Exercise objective: Lines that include the word "separated" should be copied from the listing that follows.

(Entries provided begins)

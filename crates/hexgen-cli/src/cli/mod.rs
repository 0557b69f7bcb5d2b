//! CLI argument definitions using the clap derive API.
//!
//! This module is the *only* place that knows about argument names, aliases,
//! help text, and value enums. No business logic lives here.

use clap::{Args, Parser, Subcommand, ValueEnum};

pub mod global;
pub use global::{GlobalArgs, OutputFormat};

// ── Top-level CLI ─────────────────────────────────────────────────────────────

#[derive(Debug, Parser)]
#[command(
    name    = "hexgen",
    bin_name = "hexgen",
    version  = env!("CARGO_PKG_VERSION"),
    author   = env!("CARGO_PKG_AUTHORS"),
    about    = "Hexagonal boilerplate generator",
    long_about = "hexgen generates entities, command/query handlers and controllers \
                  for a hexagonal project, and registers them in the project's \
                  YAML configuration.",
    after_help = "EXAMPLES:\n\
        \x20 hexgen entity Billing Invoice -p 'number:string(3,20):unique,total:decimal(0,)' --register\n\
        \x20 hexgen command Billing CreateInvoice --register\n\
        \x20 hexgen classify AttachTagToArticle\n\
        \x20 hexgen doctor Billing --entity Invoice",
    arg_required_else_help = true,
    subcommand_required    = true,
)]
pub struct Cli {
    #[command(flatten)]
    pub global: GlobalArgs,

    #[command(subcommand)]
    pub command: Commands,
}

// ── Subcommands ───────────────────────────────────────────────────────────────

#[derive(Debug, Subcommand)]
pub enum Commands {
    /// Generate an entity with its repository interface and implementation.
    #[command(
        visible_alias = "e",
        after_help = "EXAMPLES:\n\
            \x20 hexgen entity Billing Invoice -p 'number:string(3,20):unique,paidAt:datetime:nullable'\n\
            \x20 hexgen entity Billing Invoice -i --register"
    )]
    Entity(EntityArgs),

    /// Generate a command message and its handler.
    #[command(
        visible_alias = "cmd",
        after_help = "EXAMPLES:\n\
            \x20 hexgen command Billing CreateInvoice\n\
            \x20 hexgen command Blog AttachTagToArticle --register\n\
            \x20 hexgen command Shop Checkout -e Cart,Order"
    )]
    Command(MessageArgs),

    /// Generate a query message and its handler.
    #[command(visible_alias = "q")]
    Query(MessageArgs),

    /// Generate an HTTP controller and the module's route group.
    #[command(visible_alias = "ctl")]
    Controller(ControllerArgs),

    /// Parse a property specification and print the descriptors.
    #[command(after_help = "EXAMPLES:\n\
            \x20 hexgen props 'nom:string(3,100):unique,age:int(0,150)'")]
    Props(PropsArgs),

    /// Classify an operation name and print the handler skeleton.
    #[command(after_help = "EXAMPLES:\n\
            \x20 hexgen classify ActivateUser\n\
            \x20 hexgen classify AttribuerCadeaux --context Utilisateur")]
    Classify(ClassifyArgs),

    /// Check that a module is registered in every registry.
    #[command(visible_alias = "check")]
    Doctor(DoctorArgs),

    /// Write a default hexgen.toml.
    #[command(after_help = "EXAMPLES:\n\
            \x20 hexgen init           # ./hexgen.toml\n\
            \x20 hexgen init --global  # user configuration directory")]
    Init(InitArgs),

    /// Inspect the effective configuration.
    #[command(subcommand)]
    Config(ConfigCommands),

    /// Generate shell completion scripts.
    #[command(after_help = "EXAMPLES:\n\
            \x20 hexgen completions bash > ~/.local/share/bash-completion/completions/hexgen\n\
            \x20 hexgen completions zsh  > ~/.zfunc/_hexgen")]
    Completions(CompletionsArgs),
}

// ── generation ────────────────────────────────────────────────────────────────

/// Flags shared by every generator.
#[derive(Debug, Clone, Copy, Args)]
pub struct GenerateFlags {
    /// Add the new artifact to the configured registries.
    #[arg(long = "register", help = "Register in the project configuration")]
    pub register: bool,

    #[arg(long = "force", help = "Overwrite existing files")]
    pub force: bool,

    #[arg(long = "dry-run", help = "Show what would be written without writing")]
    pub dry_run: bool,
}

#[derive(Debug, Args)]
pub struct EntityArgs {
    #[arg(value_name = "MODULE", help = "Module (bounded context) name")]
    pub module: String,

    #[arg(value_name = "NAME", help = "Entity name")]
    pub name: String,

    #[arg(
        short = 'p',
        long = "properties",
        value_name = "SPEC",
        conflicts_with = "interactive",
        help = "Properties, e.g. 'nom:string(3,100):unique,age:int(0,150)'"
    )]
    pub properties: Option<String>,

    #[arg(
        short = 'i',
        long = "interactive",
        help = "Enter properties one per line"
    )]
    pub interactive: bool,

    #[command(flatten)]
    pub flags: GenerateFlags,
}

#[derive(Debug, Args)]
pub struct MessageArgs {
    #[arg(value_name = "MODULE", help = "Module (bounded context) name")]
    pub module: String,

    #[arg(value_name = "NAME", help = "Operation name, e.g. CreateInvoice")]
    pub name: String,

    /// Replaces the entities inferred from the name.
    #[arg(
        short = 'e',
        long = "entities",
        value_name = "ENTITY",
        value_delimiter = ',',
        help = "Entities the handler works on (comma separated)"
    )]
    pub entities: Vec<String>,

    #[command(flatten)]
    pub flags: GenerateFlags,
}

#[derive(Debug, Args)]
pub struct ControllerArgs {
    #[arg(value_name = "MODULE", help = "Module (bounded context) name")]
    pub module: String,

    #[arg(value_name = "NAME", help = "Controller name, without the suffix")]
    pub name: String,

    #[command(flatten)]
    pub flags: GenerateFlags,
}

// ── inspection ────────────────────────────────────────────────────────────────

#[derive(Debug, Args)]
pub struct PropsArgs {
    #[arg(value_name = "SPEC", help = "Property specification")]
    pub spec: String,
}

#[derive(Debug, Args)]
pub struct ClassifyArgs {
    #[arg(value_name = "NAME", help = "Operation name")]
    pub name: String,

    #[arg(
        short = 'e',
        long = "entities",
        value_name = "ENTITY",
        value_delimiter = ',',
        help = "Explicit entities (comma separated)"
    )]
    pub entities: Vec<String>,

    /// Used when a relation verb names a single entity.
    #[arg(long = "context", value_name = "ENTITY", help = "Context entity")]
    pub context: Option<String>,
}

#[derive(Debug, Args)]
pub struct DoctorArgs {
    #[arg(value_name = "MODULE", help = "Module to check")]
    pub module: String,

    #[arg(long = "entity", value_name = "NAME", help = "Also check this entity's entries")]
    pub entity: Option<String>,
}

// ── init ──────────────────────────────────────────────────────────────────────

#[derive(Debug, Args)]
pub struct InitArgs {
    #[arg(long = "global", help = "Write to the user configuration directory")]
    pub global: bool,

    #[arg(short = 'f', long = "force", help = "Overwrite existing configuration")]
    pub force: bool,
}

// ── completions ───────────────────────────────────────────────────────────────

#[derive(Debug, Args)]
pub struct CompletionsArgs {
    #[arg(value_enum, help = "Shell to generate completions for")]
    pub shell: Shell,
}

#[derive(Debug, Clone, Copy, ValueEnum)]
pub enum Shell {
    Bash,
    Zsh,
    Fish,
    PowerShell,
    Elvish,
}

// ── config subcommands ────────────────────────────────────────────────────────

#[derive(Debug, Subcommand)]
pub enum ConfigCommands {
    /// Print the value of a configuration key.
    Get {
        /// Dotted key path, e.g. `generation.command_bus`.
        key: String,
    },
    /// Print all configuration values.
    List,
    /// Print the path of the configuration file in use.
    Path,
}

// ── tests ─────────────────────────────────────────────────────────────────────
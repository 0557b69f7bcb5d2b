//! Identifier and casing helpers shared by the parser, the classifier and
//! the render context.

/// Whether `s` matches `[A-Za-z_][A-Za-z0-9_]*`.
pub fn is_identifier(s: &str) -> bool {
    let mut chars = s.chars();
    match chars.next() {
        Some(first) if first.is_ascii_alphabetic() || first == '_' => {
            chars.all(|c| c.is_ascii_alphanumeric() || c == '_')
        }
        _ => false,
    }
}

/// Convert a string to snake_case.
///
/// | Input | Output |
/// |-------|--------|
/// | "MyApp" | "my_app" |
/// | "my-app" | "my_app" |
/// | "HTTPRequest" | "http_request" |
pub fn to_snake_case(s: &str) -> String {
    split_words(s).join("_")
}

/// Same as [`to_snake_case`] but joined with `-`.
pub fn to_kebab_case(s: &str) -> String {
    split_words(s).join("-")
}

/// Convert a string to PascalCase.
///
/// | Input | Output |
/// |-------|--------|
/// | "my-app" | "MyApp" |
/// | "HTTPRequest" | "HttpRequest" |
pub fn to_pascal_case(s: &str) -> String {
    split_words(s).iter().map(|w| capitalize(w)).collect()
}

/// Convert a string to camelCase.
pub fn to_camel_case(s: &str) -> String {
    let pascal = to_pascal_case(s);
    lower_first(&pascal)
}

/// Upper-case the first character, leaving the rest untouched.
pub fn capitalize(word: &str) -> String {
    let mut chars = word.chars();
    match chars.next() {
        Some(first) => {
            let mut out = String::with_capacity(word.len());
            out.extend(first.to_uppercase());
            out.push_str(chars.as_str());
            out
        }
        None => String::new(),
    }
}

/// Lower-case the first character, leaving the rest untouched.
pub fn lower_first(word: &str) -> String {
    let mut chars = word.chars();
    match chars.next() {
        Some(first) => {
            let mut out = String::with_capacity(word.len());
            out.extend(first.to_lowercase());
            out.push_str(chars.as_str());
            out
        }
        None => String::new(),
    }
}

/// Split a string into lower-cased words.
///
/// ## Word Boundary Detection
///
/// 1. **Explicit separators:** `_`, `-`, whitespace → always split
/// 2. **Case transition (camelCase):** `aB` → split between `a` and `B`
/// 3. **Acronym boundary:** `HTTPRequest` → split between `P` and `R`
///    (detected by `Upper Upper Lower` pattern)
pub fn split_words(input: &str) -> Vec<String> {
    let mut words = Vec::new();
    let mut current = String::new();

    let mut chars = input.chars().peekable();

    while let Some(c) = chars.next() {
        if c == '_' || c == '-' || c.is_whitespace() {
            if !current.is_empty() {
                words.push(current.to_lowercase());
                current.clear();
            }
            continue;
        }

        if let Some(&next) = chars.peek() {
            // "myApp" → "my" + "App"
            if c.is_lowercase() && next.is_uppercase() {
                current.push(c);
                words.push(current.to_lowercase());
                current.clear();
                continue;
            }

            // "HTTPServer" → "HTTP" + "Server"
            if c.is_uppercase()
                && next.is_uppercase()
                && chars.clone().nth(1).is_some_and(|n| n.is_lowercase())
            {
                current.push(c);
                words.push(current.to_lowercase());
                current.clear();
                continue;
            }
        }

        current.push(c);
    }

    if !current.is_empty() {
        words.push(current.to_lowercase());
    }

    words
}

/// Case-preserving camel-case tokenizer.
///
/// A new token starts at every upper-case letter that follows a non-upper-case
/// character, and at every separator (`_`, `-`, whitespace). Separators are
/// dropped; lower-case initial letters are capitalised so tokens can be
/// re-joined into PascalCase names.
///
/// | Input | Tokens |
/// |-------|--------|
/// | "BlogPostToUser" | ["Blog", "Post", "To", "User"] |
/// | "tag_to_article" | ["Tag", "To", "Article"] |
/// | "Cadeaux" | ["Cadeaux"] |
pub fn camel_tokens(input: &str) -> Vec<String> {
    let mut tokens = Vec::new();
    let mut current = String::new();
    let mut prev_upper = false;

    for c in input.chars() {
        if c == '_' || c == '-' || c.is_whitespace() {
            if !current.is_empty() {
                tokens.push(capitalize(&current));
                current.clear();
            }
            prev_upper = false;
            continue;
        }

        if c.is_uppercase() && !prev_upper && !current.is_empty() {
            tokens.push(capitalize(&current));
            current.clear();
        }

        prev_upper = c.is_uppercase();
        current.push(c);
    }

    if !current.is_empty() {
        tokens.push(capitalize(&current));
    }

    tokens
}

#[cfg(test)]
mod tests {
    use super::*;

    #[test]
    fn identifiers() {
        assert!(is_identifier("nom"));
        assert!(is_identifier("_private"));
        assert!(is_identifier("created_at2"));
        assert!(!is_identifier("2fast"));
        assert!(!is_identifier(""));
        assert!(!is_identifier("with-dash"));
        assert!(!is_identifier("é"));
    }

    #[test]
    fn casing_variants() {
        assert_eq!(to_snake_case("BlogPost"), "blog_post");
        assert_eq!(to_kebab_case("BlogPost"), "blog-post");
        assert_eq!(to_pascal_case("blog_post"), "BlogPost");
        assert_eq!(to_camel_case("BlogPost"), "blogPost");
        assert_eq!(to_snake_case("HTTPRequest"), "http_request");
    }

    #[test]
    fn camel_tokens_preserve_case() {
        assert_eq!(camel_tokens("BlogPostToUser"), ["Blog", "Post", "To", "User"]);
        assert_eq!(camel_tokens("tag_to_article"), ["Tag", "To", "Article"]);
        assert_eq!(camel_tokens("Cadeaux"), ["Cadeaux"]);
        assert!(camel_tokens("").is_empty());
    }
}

(Entries provided ends)

Result of this exercise:
        help = "Entities the handler works on (comma separated)"
        help = "Explicit entities (comma separated)"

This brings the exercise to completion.